Dave Chuter, Cancer Survivor Champion

Dave, 65, was diagnosed with oesophageal cancer 13 years ago. He shares how his life was irreversibly changed by his diagnosis and why he volunteered to be a Cancer Survivor Champion

Dave Chuter, Cancer Survivor Champion, delivers a session to other patientsFamilies and loved ones are so important and need support – especially the partners and children.

I’d had acid reflux and heartburn for many, many years. I’d been to the GP a few times, and come away with prescriptions for PPIs [proton pump inhibitors] to treat the reflux. It wasn’t until I went back and explained that I was having trouble swallowing that I was referred to the hospital for an endoscopy, a camera down the throat. I felt quite well before diagnosis but I did feel rather tired.

The doctors immediately confirmed that I had a stage 2 tumour in the oesophagus and stomach. I had just four weeks to wait until the nine-hour, very complex surgery that takes months and months to recover from. I was 52 years old. I was very fortunate that the tumour was small enough to operate on and it hadn’t spread, because a massive 70 per cent of people diagnosed with this type of cancer find out too late and go straight into palliative care. Additionally, only 12 per cent of people survive after surgery for five years or more.

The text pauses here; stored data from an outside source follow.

//! Line-of-sight correction
//!
//! Every `interval` seconds a sphere is swept from the target to where the
//! spring wants the camera. A blocking hit pulls the camera toward the hit
//! point along the sight line. Between probes the last hit is re-projected
//! onto the current sight line instead of probing again, which can drift when
//! the sight line swings sharply between probes.

use crate::config::TraceSettings;
use crate::probe::{ObstacleProbe, ProbeRequest};
use crate::scene::NodeId;
use camrig_math::{low_pass, Transform, Vec3};

/// Sight lines shorter than this have no usable direction
const MIN_SIGHT_LINE: f32 = 1e-6;

/// Tracer state carried between frames; vectors are in the rest point frame
#[derive(Clone, Copy, Debug, Default, PartialEq)]
pub struct TraceState {
    /// Seconds until the next probe
    pub hit_timer: f32,
    pub was_hit: bool,
    /// Last hit point, measured from the target
    pub delta_to_hit: Vec3,
    /// Camera travel along the sight line, measured from the spring offset
    pub delta_to_fake: Vec3,
    /// Filtered per-frame travel along the sight line
    pub step_to_hit: Vec3,
}

/// Where the pivots are this frame
#[derive(Clone, Copy, Debug)]
pub struct TraceFrame<'a> {
    /// Target world position, the start of every probe
    pub target_world: Vec3,
    /// Rest point world transform
    pub rest_world: &'a Transform,
    /// Rest point position relative to the target
    pub rest_local: Vec3,
}

/// Pulls the camera in front of obstacles between it and the target
#[derive(Clone, Debug, Default)]
pub struct ObstacleTracer {
    state: TraceState,
}

impl ObstacleTracer {
    pub fn new() -> Self {
        Self::default()
    }

    pub fn reset(&mut self) {
        self.state = TraceState::default();
    }

    pub fn state(&self) -> &TraceState {
        &self.state
    }

    /// Correct the spring offset `fake` for obstacles.
    ///
    /// Returns `fake` unchanged, without touching any state, when tracing is
    /// disabled, `dt` is not a positive finite number, or the sight line from
    /// the target to `fake` has zero length.
    pub fn apply<P: ObstacleProbe + ?Sized>(
        &mut self,
        dt: f32,
        fake: Vec3,
        frame: &TraceFrame<'_>,
        settings: &TraceSettings,
        ignore: &[NodeId],
        probe: &P,
    ) -> Vec3 {
        if !settings.enabled() || !(dt > 0.0 && dt.is_finite()) {
            return fake;
        }

        // Rest point rotation relative to the target is always zero, so the
        // sight line can be built in the rest point frame directly
        let target_to_fake = fake + frame.rest_local;
        if target_to_fake.is_nearly_zero(MIN_SIGHT_LINE) {
            return fake;
        }

        let s = &mut self.state;
        let hit_shift;

        if s.hit_timer > 0.0 {
            s.hit_timer -= dt;

            hit_shift = if s.was_hit {
                s.delta_to_hit = s.delta_to_hit.project_onto(target_to_fake);
                s.delta_to_hit - frame.rest_local
            } else {
                fake
            };
        } else {
            s.hit_timer = settings.interval();

            let request = ProbeRequest {
                from: frame.target_world,
                to: frame.rest_world.transform_position(fake),
                radius: settings.radius(),
                channel: settings.channel(),
                ignore,
            };
            let hit = probe.probe(&request);
            s.was_hit = hit.is_some();

            hit_shift = match hit {
                Some(hit) => {
                    tracing::trace!(location = ?hit.location, distance = hit.distance, "camera probe hit");
                    let shift = frame.rest_world.inverse_transform_position(hit.location);
                    s.delta_to_hit = shift + frame.rest_local;
                    shift
                }
                None => {
                    tracing::trace!("camera probe clear");
                    fake
                }
            };
        }

        s.delta_to_fake = s.delta_to_fake.project_onto(target_to_fake);

        // Camera motion splits into following the spring and sliding along the sight line
        let on_line = fake + s.delta_to_fake;

        let gain = (settings.rate() * dt).min(1.0);
        s.step_to_hit = low_pass((hit_shift - on_line) * gain, s.step_to_hit, settings.alpha());
        s.delta_to_fake += s.step_to_hit;

        on_line + s.step_to_hit
    }
}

From heartburn to heartache

The big problem with early diagnosis is that the key symptoms of heartburn and acid reflux are everyday, minor complaints, making it very, very difficult to spot. A lot of people develop Barrett's oesophagus disease before this type of cancer. I wasn't aware that I had Barrett's myself, and this possible precursor to the disease can also only be diagnosed by endoscopy. However, it's often far too late to do anything about it by the time patients present with difficulty swallowing food.

My advice would always be that if you've had heartburn or acid reflux for over three months, get it checked out and ask your GP to refer you for an endoscopy. The sooner this cancer is treated the better.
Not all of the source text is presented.